TASK ITEM: After locating the line that contains "filename src/trim/sections.rs" in the data below, set down exactly that line and each one after it through the line that contains "pub struct SectionsContainer", and nothing more.

Saved data entries:
═══

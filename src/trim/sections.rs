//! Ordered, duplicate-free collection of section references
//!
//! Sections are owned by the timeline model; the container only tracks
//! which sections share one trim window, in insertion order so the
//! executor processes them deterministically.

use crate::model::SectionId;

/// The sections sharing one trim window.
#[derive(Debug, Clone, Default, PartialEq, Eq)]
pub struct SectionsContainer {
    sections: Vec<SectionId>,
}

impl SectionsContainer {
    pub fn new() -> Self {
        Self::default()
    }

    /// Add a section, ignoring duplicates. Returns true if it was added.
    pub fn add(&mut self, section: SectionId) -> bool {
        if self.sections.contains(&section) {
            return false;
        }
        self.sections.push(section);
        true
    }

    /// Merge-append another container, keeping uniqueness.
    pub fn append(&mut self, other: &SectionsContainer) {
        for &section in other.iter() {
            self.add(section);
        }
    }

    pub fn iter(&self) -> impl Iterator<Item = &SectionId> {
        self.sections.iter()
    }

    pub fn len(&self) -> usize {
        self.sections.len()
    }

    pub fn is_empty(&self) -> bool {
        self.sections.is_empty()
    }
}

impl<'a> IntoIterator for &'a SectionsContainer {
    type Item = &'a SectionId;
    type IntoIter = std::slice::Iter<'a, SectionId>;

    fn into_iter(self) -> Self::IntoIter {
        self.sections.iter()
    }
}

═══

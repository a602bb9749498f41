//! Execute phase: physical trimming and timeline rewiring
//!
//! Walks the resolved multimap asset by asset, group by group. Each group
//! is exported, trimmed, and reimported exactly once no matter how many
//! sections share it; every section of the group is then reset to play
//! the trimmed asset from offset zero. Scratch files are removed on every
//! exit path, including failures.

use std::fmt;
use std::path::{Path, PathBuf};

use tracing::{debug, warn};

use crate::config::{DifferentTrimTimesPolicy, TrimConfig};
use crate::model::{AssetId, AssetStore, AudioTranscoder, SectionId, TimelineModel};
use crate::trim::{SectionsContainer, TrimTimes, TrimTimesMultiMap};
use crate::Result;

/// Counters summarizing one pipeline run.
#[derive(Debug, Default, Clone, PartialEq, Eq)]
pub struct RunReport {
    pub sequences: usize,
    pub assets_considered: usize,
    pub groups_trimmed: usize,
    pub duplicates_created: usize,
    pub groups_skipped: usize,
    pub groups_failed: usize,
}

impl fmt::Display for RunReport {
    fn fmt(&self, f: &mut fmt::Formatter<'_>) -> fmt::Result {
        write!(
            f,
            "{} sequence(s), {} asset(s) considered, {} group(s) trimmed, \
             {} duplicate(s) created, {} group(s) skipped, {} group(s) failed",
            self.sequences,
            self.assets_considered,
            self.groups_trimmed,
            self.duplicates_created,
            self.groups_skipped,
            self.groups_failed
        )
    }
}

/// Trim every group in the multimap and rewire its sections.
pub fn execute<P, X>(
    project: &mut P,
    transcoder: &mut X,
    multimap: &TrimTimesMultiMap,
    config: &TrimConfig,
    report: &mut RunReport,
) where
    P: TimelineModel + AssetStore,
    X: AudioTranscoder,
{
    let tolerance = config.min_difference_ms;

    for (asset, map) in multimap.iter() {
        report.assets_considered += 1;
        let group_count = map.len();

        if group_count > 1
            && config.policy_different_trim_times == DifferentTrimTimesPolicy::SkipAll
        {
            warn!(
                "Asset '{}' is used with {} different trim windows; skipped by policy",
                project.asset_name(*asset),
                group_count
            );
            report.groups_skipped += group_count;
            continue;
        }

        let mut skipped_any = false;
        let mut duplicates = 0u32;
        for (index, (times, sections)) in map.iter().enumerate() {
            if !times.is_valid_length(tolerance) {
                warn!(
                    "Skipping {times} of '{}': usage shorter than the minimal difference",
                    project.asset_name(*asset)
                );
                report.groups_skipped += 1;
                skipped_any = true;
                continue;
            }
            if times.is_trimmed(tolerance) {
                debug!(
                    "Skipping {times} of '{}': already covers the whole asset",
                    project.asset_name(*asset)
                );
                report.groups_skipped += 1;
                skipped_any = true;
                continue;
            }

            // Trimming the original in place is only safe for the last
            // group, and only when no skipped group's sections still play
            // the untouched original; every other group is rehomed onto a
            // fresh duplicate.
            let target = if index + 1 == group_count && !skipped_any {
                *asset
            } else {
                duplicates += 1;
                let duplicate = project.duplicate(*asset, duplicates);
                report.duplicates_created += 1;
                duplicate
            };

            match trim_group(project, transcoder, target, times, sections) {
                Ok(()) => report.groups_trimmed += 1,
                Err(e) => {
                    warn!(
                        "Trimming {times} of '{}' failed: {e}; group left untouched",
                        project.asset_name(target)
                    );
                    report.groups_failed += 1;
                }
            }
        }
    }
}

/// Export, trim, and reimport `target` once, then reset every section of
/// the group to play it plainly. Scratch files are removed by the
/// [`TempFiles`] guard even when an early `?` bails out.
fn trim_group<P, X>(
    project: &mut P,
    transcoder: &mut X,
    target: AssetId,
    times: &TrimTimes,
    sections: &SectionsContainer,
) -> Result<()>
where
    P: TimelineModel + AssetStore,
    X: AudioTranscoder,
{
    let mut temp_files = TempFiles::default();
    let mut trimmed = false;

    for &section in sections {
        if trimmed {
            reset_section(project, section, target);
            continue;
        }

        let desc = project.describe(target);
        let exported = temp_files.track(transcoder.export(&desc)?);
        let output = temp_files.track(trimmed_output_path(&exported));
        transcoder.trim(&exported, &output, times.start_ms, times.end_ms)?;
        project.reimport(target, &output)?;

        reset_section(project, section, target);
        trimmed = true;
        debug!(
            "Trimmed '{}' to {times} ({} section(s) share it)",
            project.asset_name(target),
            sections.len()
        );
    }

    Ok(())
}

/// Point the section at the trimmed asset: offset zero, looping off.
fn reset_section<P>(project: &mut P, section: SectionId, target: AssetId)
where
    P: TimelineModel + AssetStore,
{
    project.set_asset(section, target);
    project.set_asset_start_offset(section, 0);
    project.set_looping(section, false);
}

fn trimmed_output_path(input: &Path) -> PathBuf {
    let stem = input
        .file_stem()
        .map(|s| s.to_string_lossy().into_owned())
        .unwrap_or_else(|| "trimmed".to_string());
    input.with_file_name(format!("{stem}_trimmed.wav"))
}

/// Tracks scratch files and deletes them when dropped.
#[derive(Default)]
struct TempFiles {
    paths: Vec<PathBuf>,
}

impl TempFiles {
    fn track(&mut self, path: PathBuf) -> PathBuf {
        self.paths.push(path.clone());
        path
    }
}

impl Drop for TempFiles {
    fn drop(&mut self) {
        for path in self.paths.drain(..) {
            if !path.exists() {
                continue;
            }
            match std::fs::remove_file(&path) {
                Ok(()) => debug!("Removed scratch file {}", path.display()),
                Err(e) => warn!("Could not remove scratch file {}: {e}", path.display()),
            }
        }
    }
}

═══

ANSWER BOX:
filename src/trim/sections.rs
//! Ordered, duplicate-free collection of section references
//!
//! Sections are owned by the timeline model; the container only tracks
//! which sections share one trim window, in insertion order so the
//! executor processes them deterministically.

use crate::model::SectionId;

/// The sections sharing one trim window.
#[derive(Debug, Clone, Default, PartialEq, Eq)]
pub struct SectionsContainer {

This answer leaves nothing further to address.